Why indeed? I wondered myself.
She handed me a packet — 43 names, 34 houses, a tangle of streets. “How long will it take?” I asked.
“How fast can you walk?”
In the ’70s, I fell in love with a liberal. It wasn’t until years later, after the divorce, that I realized how deep the river of my own beliefs ran. It was 2002, when, if you’re smart, you don’t cement a relationship until you’ve dissected your partner’s intimate history. So after “the conversation,” I said to my new love, professor of political science, “I have one more question.”
“What?”
“Are you a Republican or Democrat?”
He raised an eyebrow. “Can’t you tell?”
“No,” I said. He kept his leanings close, practicing neutrality for the classroom. Didn’t display yard signs, didn’t spout dogma. I said I couldn’t see myself in a relationship with someone who didn’t share my worldview. That, for me, political affiliation fundamentally reflected how we felt about, and treated, others.

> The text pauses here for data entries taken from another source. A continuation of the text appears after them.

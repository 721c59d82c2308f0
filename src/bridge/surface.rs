// ABOUTME: Display surface for remote shell output, vt100-backed ratatui widget
// Output bytes are written verbatim; only the vt100 layer interprets them

use ratatui::{
    buffer::Buffer,
    layout::Rect,
    style::{Color, Modifier, Style},
    text::{Line, Span, Text},
    widgets::{Block, Borders, Paragraph, Widget},
};

/// Local pseudo-terminal display surface. Owns the vt100 parser, the scroll
/// position, and the chrome (title, focus border). Exactly one bridge writes
/// to a surface; geometry observation is scoped to it alone.
pub struct TerminalSurface {
    parser: vt100::Parser,
    cols: u16,
    rows: u16,
    title: String,
    focused: bool,
}

impl TerminalSurface {
    pub fn new(cols: u16, rows: u16, max_scrollback: usize) -> Self {
        Self {
            parser: vt100::Parser::new(rows.max(1), cols.max(1), max_scrollback),
            cols: cols.max(1),
            rows: rows.max(1),
            title: String::from("Terminal"),
            focused: false,
        }
    }

    /// Write remote output to the surface, verbatim. New output snaps the
    /// view back to the live screen.
    pub fn process_output(&mut self, bytes: &[u8]) {
        self.parser.process(bytes);
        if self.parser.screen().scrollback() != 0 {
            self.parser.set_scrollback(0);
        }
    }

    /// Append a visibly styled error line to the transcript.
    pub fn append_error(&mut self, message: &str) {
        let styled = format!("\r\n\x1b[1;31m{}\x1b[0m\r\n", message);
        self.process_output(styled.as_bytes());
    }

    /// Append a visibly styled status line (e.g. "Disconnected").
    pub fn append_notice(&mut self, message: &str) {
        let styled = format!("\r\n\x1b[1;33m{}\x1b[0m\r\n", message);
        self.process_output(styled.as_bytes());
    }

    /// Fit the surface to its container. Must run before the column/row
    /// count is reported anywhere, so geometry is never stale.
    pub fn fit(&mut self, cols: u16, rows: u16) {
        let (cols, rows) = (cols.max(1), rows.max(1));
        if (cols, rows) == (self.cols, self.rows) {
            return;
        }
        self.cols = cols;
        self.rows = rows;
        self.parser.set_size(rows, cols);
    }

    pub fn size(&self) -> (u16, u16) {
        (self.cols, self.rows)
    }

    pub fn set_title(&mut self, title: String) {
        self.title = title;
    }

    pub fn set_focused(&mut self, focused: bool) {
        self.focused = focused;
    }

    pub fn scroll_up(&mut self, lines: usize) {
        // vt100 clamps to the available scrollback
        let current = self.parser.screen().scrollback();
        self.parser.set_scrollback(current.saturating_add(lines));
    }

    pub fn scroll_down(&mut self, lines: usize) {
        let current = self.parser.screen().scrollback();
        self.parser.set_scrollback(current.saturating_sub(lines));
    }

    pub fn scroll_to_bottom(&mut self) {
        self.parser.set_scrollback(0);
    }

    pub fn is_at_bottom(&self) -> bool {
        self.parser.screen().scrollback() == 0
    }

    /// Text content of one visible row, trailing blanks stripped.
    pub fn line(&self, row: u16) -> Option<String> {
        let screen = self.parser.screen();
        let (rows, cols) = screen.size();
        if row >= rows {
            return None;
        }
        let mut text = String::new();
        for col in 0..cols {
            match screen.cell(row, col) {
                Some(cell) if !cell.contents().is_empty() => text.push_str(&cell.contents()),
                _ => text.push(' '),
            }
        }
        Some(text.trim_end().to_string())
    }

    /// Whether any visible row equals `needle` after trimming.
    pub fn contains_line(&self, needle: &str) -> bool {
        let (rows, _) = self.parser.screen().size();
        (0..rows).any(|row| self.line(row).as_deref() == Some(needle))
    }

    /// Whether any visible row contains `needle`.
    pub fn contains_text(&self, needle: &str) -> bool {
        let (rows, _) = self.parser.screen().size();
        (0..rows).any(|row| self.line(row).is_some_and(|l| l.contains(needle)))
    }

    fn screen_text(&self) -> Text<'static> {
        let screen = self.parser.screen();
        let (rows, cols) = screen.size();
        let mut lines = Vec::with_capacity(rows as usize);

        for row in 0..rows {
            let mut spans = Vec::new();
            let mut run_style = Style::default();
            let mut run = String::new();

            for col in 0..cols {
                let (contents, style) = match screen.cell(row, col) {
                    Some(cell) if !cell.contents().is_empty() => {
                        (cell.contents(), cell_style(cell))
                    }
                    _ => (String::from(" "), Style::default()),
                };
                if style != run_style && !run.is_empty() {
                    spans.push(Span::styled(std::mem::take(&mut run), run_style));
                }
                run_style = style;
                run.push_str(&contents);
            }
            if !run.is_empty() {
                spans.push(Span::styled(run, run_style));
            }
            lines.push(Line::from(spans));
        }

        Text::from(lines)
    }
}

fn cell_style(cell: &vt100::Cell) -> Style {
    let mut style = Style::default();

    style = match cell.fgcolor() {
        vt100::Color::Default => style,
        vt100::Color::Idx(idx) => style.fg(indexed_color(idx)),
        vt100::Color::Rgb(r, g, b) => style.fg(Color::Rgb(r, g, b)),
    };
    style = match cell.bgcolor() {
        vt100::Color::Default => style,
        vt100::Color::Idx(idx) => style.bg(indexed_color(idx)),
        vt100::Color::Rgb(r, g, b) => style.bg(Color::Rgb(r, g, b)),
    };

    if cell.bold() {
        style = style.add_modifier(Modifier::BOLD);
    }
    if cell.italic() {
        style = style.add_modifier(Modifier::ITALIC);
    }
    if cell.underline() {
        style = style.add_modifier(Modifier::UNDERLINED);
    }
    if cell.inverse() {
        style = style.add_modifier(Modifier::REVERSED);
    }

    style
}

fn indexed_color(idx: u8) -> Color {
    match idx {
        0 => Color::Black,
        1 => Color::Red,
        2 => Color::Green,
        3 => Color::Yellow,
        4 => Color::Blue,
        5 => Color::Magenta,
        6 => Color::Cyan,
        7 => Color::Gray,
        8 => Color::DarkGray,
        9 => Color::LightRed,
        10 => Color::LightGreen,
        11 => Color::LightYellow,
        12 => Color::LightBlue,
        13 => Color::LightMagenta,
        14 => Color::LightCyan,
        _ => Color::White,
    }
}

impl Widget for &TerminalSurface {
    fn render(self, area: Rect, buf: &mut Buffer) {
        let border_color = if self.focused { Color::Cyan } else { Color::Gray };
        let block = Block::default()
            .title(self.title.clone())
            .borders(Borders::ALL)
            .border_style(Style::default().fg(border_color));
        let inner = block.inner(area);
        block.render(area, buf);

        Paragraph::new(self.screen_text()).render(inner, buf);

        let screen = self.parser.screen();
        let scrollback = screen.scrollback();

        // Cursor, only when viewing the live screen
        if scrollback == 0 && !screen.hide_cursor() {
            let (cur_row, cur_col) = screen.cursor_position();
            let x = inner.left() + cur_col.min(inner.width.saturating_sub(1));
            let y = inner.top() + cur_row.min(inner.height.saturating_sub(1));
            if x < inner.right() && y < inner.bottom() {
                buf.get_mut(x, y)
                    .set_style(Style::default().add_modifier(Modifier::REVERSED));
            }
        }

        if scrollback > 0 {
            let indicator = format!(" ▲ {} lines up ", scrollback);
            let start_x = area.left() + 2;
            for (i, ch) in indicator.chars().enumerate() {
                let x = start_x + i as u16;
                if x < area.right().saturating_sub(2) {
                    buf.get_mut(x, area.top())
                        .set_symbol(&ch.to_string())
                        .set_style(Style::default().fg(Color::Yellow).add_modifier(Modifier::BOLD));
                }
            }
        }
    }
}
// ABOUTME: Resize notifier observing the display surface geometry
// Fits the surface first, then tells the remote side about column/row changes

use tracing::debug;

use crate::bridge::client::TerminalBridge;
use crate::bridge::protocol::ControlMessage;
use crate::bridge::surface::TerminalSurface;

/// Watches the surface's geometry and keeps the remote pseudo-terminal in
/// step. One notification per observed change, never while disconnected.
#[derive(Debug, Default)]
pub struct ResizeNotifier {
    notified: Option<(u16, u16)>,
}

impl ResizeNotifier {
    /// A notifier for a session whose initial geometry was already sent in
    /// the on-open resize frame.
    pub fn after_initial(cols: u16, rows: u16) -> Self {
        Self {
            notified: Some((cols, rows)),
        }
    }

    /// Observe the container box. The surface is fitted before the
    /// column/row count is computed, so the notification always reflects
    /// post-layout geometry. Returns whether a resize frame was sent.
    pub async fn observe(
        &mut self,
        surface: &mut TerminalSurface,
        bridge: &TerminalBridge,
        cols: u16,
        rows: u16,
    ) -> bool {
        surface.fit(cols, rows);
        let (cols, rows) = surface.size();

        if self.notified == Some((cols, rows)) {
            return false;
        }
        if !bridge.is_open().await {
            return false;
        }
        if bridge.send_control(ControlMessage::resize(cols, rows)).await {
            debug!("notified remote of resize to {}x{}", cols, rows);
            self.notified = Some((cols, rows));
            true
        } else {
            false
        }
    }
}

“Well,” he laughed, “I’ve been asked that question before, but never like this. Fair enough,” he added quickly, judging my evil eye. “I’m a Democrat,” he said. We’ve been married 14 years.
I paged through my voter list with dismay at all the R’s next to names, and the U’s, for undecided. There was only one “D.” I was petrified of these people whose paradigms were different from mine. In this endless election season, I’ve yearned to elect a new citizenry more than a new president. What if they slammed the door in my face for interrupting dinner? Imagining a glut of abuse, I drove to my site.

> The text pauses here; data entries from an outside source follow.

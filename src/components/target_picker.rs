// ABOUTME: Target picker view: replica and shell selection before connecting

use ratatui::{
    layout::{Constraint, Direction, Layout, Rect},
    prelude::*,
    style::{Color, Modifier, Style},
    text::{Line, Span},
    widgets::{Block, Borders, List, ListItem, ListState, Paragraph},
};

use crate::app::state::{AppState, PickerColumn};

pub struct TargetPickerComponent;

impl TargetPickerComponent {
    pub fn render(frame: &mut Frame<'_>, area: Rect, state: &AppState) {
        let chunks = Layout::default()
            .direction(Direction::Vertical)
            .constraints([
                Constraint::Length(3),
                Constraint::Min(4),
                Constraint::Length(3),
            ])
            .split(area);

        Self::render_header(frame, chunks[0], state);
        Self::render_columns(frame, chunks[1], state);
        Self::render_footer(frame, chunks[2], state);
    }

    fn render_header(frame: &mut Frame<'_>, area: Rect, state: &AppState) {
        let draft = &state.draft;
        let line = Line::from(vec![
            Span::styled(
                format!("{} / {} / {}", draft.project, draft.environment, draft.service),
                Style::default().fg(Color::White).add_modifier(Modifier::BOLD),
            ),
            Span::styled(
                format!("   {}", state.platform_url),
                Style::default().fg(Color::DarkGray),
            ),
        ]);
        let block = Block::default().title("Attach shell").borders(Borders::ALL);
        frame.render_widget(Paragraph::new(line).block(block), area);
    }

    fn render_columns(frame: &mut Frame<'_>, area: Rect, state: &AppState) {
        let columns = Layout::default()
            .direction(Direction::Horizontal)
            .constraints([Constraint::Percentage(60), Constraint::Percentage(40)])
            .split(area);

        Self::render_list(
            frame,
            columns[0],
            "Replicas",
            &state.draft.containers,
            state.draft.selected_container,
            state.picker_column == PickerColumn::Replicas,
        );
        Self::render_list(
            frame,
            columns[1],
            "Shells",
            &state.draft.shells,
            state.draft.selected_shell,
            state.picker_column == PickerColumn::Shells,
        );
    }

    fn render_list(
        frame: &mut Frame<'_>,
        area: Rect,
        title: &str,
        entries: &[String],
        selected: Option<usize>,
        focused: bool,
    ) {
        let border = if focused { Color::Cyan } else { Color::Gray };
        let items: Vec<ListItem> = if entries.is_empty() {
            vec![ListItem::new(Span::styled(
                "  (none available)",
                Style::default().fg(Color::DarkGray),
            ))]
        } else {
            entries.iter().map(|e| ListItem::new(e.as_str())).collect()
        };

        let list = List::new(items)
            .block(
                Block::default()
                    .title(title)
                    .borders(Borders::ALL)
                    .border_style(Style::default().fg(border)),
            )
            .highlight_style(
                Style::default()
                    .fg(Color::Black)
                    .bg(Color::Cyan)
                    .add_modifier(Modifier::BOLD),
            )
            .highlight_symbol("▶ ");

        let mut list_state = ListState::default();
        if !entries.is_empty() {
            list_state.select(selected);
        }
        frame.render_stateful_widget(list, area, &mut list_state);
    }

    fn render_footer(frame: &mut Frame<'_>, area: Rect, state: &AppState) {
        let mut spans = vec![Span::styled(
            match &state.draft.user {
                Some(user) => format!("user: {}   ", user),
                None => String::from("user: (container default)   "),
            },
            Style::default().fg(Color::Gray),
        )];

        if let Some(status) = &state.status {
            spans.push(Span::styled(
                status.clone(),
                Style::default().fg(Color::Red),
            ));
        } else if state.can_connect() {
            spans.push(Span::styled(
                "Enter connect · Tab switch column · j/k move · q quit",
                Style::default().fg(Color::DarkGray),
            ));
        } else {
            spans.push(Span::styled(
                "select a replica and shell to enable connect",
                Style::default().fg(Color::Yellow),
            ));
        }

        let block = Block::default().borders(Borders::ALL);
        frame.render_widget(Paragraph::new(Line::from(spans)).block(block), area);
    }
}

It didn’t help that when I parked, the first thing I saw was a sign: Private. No soliciting. Violators will be prosecuted. Emergency call to headquarters, hoping for an abort-mission command. No such luck. You’re not selling anything, I was told, so no worries. Right. I felt a lot better.
I got out of the car, ashamed to return without completing my assignment, and worked up some courage in this: If we couldn’t agree at the top of the ticket, perhaps we could agree at the bottom?

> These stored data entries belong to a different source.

// ABOUTME: Wire protocol for the remote shell WebSocket: connection states,
// resize control frames, and endpoint URL construction

use serde::{Deserialize, Serialize};
use thiserror::Error;

use crate::models::SessionTarget;

/// Connection state of one bridge instance. No buffering or replay state is
/// modeled; bytes are relayed, never queued.
#[derive(Debug, Clone, Copy, PartialEq, Eq)]
pub enum ConnectionState {
    Disconnected,
    Connecting,
    Open,
    Closed,
    Errored,
}

impl ConnectionState {
    pub fn is_open(self) -> bool {
        self == ConnectionState::Open
    }

    /// Terminal states: the socket is gone and only a fresh user-initiated
    /// connect can produce a new one.
    pub fn is_terminal(self) -> bool {
        matches!(self, ConnectionState::Closed | ConnectionState::Errored)
    }
}

/// Structured client→server messages, distinguished from raw terminal data
/// by being JSON text frames. Resize is the only defined type.
#[derive(Debug, Clone, Copy, PartialEq, Eq, Serialize, Deserialize)]
#[serde(tag = "type", rename_all = "snake_case")]
pub enum ControlMessage {
    Resize { cols: u16, rows: u16 },
}

impl ControlMessage {
    pub fn resize(cols: u16, rows: u16) -> Self {
        ControlMessage::Resize { cols, rows }
    }

    /// Encode as the text frame payload sent on the wire.
    pub fn to_frame(self) -> String {
        // A two-field struct with numeric values cannot fail to serialize
        serde_json::to_string(&self).unwrap_or_default()
    }
}

#[derive(Debug, Error, PartialEq, Eq)]
pub enum EndpointError {
    #[error("unsupported platform URL scheme in {0}, expected http(s) or ws(s)")]
    UnsupportedScheme(String),
    #[error("platform URL {0} has no host")]
    MissingHost(String),
    #[error("target is not fully specified: empty {0}")]
    IncompleteTarget(&'static str),
}

/// Build the WebSocket endpoint for a target from the platform base URL.
///
/// The scheme maps `http→ws` and `https→wss`; `ws`/`wss` pass through. The
/// path identifies the shell attach point and the shell command and optional
/// OS user travel as url-encoded query parameters:
///
/// `wss://<host>/ws/exec/<project>/<env>/<service>/<container>/?cmd=<shell>&user=<user>`
pub fn endpoint_url(base: &str, target: &SessionTarget) -> Result<String, EndpointError> {
    for (field, value) in [
        ("project", &target.project),
        ("environment", &target.environment),
        ("service", &target.service),
        ("container", &target.container),
        ("shell", &target.shell),
    ] {
        if value.trim().is_empty() {
            return Err(EndpointError::IncompleteTarget(field));
        }
    }

    let (scheme, rest) = split_scheme(base)?;
    let ws_scheme = match scheme {
        "http" | "ws" => "ws",
        "https" | "wss" => "wss",
        other => return Err(EndpointError::UnsupportedScheme(other.to_string())),
    };

    let host = rest
        .split('/')
        .next()
        .filter(|h| !h.is_empty())
        .ok_or_else(|| EndpointError::MissingHost(base.to_string()))?;

    let mut url = format!(
        "{}://{}/ws/exec/{}/{}/{}/{}/?cmd={}",
        ws_scheme,
        host,
        target.project,
        target.environment,
        target.service,
        target.container,
        urlencoding::encode(&target.shell),
    );
    if let Some(user) = target.user.as_deref().filter(|u| !u.trim().is_empty()) {
        url.push_str("&user=");
        url.push_str(&urlencoding::encode(user));
    }

    Ok(url)
}

fn split_scheme(base: &str) -> Result<(&str, &str), EndpointError> {
    base.split_once("://")
        .ok_or_else(|| EndpointError::UnsupportedScheme(base.to_string()))
}
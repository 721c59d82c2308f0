// ABOUTME: Main entry point for the termbridge TUI

use anyhow::{Context, Result};
use clap::Parser;
use crossterm::{
    event::{self, Event, KeyEventKind},
    execute,
    terminal::{disable_raw_mode, enable_raw_mode, EnterAlternateScreen, LeaveAlternateScreen},
};
use ratatui::{prelude::*, Terminal};
use std::{io, path::PathBuf, time::Duration};

use termbridge::app::{App, AppState, View};
use termbridge::components::{self, TerminalViewComponent};
use termbridge::config::AppConfig;
use termbridge::models::TargetDraft;

/// Attach an interactive shell to a remote service container.
#[derive(Debug, Parser)]
#[command(name = "termbridge", version, about)]
struct Cli {
    /// Platform base URL, e.g. https://console.example.com
    #[arg(long)]
    url: Option<String>,

    /// Project the service belongs to
    #[arg(long, short = 'p')]
    project: String,

    /// Environment within the project
    #[arg(long, short = 'e')]
    environment: String,

    /// Service to attach to
    #[arg(long, short = 's')]
    service: String,

    /// Candidate replica/container id (repeatable)
    #[arg(long = "container", short = 'c')]
    containers: Vec<String>,

    /// Shell command path candidate (repeatable, defaults from config)
    #[arg(long = "shell")]
    shells: Vec<String>,

    /// OS user for the remote shell
    #[arg(long)]
    user: Option<String>,

    /// Alternative config file path
    #[arg(long)]
    config: Option<PathBuf>,
}

#[tokio::main]
async fn main() -> Result<()> {
    let cli = Cli::parse();
    setup_logging();
    setup_panic_handler();

    let config = match &cli.config {
        Some(path) => AppConfig::load_from(path)?,
        None => AppConfig::load()?,
    };

    let platform_url = cli
        .url
        .or_else(|| config.platform_url.clone())
        .context("no platform URL: pass --url or set platform_url in the config file")?;

    let shells = if cli.shells.is_empty() {
        config.shells.clone()
    } else {
        cli.shells
    };
    let user = cli.user.or_else(|| config.default_user.clone());

    let draft = TargetDraft::new(
        cli.project,
        cli.environment,
        cli.service,
        cli.containers,
        shells,
        user,
    );
    let state = AppState::new(platform_url, draft, config.scrollback_lines);
    let mut app = App::new(state);

    run_tui(&mut app).await
}

async fn run_tui(app: &mut App) -> Result<()> {
    enable_raw_mode()?;
    let mut stdout = io::stdout();
    execute!(stdout, EnterAlternateScreen)?;
    let backend = CrosstermBackend::new(stdout);
    let mut terminal = Terminal::new(backend)?;

    let poll_timeout = Duration::from_millis(50);

    loop {
        // Observe the post-layout terminal box before drawing so the
        // resize notifier reports fresh geometry, never stale values
        if app.state.current_view == View::Terminal {
            let size = terminal.size()?;
            let (cols, rows) = TerminalViewComponent::inner_geometry(size, app.state.maximized);
            app.observe_geometry(cols, rows).await;
        }

        terminal.draw(|frame| components::render(frame, app))?;

        if event::poll(poll_timeout)? {
            match event::read()? {
                Event::Key(key) if key.kind != KeyEventKind::Release => {
                    app.handle_key(key).await;
                }
                // Picked up by the next geometry observation
                Event::Resize(_, _) => {}
                _ => {}
            }
        }

        app.tick().await;

        if app.state.should_quit {
            break;
        }
    }

    app.shutdown().await;

    disable_raw_mode()?;
    execute!(terminal.backend_mut(), LeaveAlternateScreen)?;
    terminal.show_cursor()?;

    Ok(())
}

fn setup_logging() {
    use std::fs::OpenOptions;
    use tracing_subscriber::prelude::*;

    let log_dir = AppConfig::config_dir()
        .map(|dir| dir.join("logs"))
        .unwrap_or_else(|| PathBuf::from(".termbridge/logs"));
    let _ = std::fs::create_dir_all(&log_dir);

    let log_file = log_dir.join(format!(
        "termbridge-{}.log",
        chrono::Local::now().format("%Y%m%d-%H%M%S")
    ));

    let file = OpenOptions::new()
        .create(true)
        .append(true)
        .open(&log_file)
        .expect("Failed to create log file");

    tracing_subscriber::registry()
        .with(
            tracing_subscriber::fmt::layer()
                .with_target(false)
                .with_writer(file)
                .with_ansi(false),
        )
        .with(
            tracing_subscriber::EnvFilter::try_from_default_env()
                .unwrap_or_else(|_| "termbridge=info".into()),
        )
        .init();
}

fn setup_panic_handler() {
    use tracing::error;

    std::panic::set_hook(Box::new(|panic_info| {
        // Put the terminal back before anything is printed
        let _ = disable_raw_mode();
        let _ = execute!(std::io::stderr(), LeaveAlternateScreen);

        error!("application panicked: {}", panic_info);
        eprintln!("termbridge panicked: {}", panic_info);
        eprintln!("see the log file for details");
    }));
}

The next two hours turned out to be harmless. I knocked on door after door, less anxious each time. Elderly women in nightgowns did not threaten me, nor did young mothers brandishing spoons coated with mac ’n’ cheese, or burly men in work boots. The only peevishness — “I don’t discuss my views with anyone!” — was my only Democrat. I said I was delighted not to discuss her views, but could I leave her a pamphlet, and might we count on her support? I had plenty of time between houses to contemplate the kindness of these strangers. Had I been this generous to people who knocked at my own door?
I’m not eager to canvass again. It’s way more unnerving for me than wielding a scalpel or taking the stage, but I’m no longer afraid of my neighbors. My stammering continued, though what I lacked in polish I made up for with sincerity. I believed in my candidate, a young man who worked his way through college, and returned to try to make his community a better place for everyone. That’s what I said to my fellow citizens, and they cheerfully agreed. I’m not going to marry them, but I think I can live with them.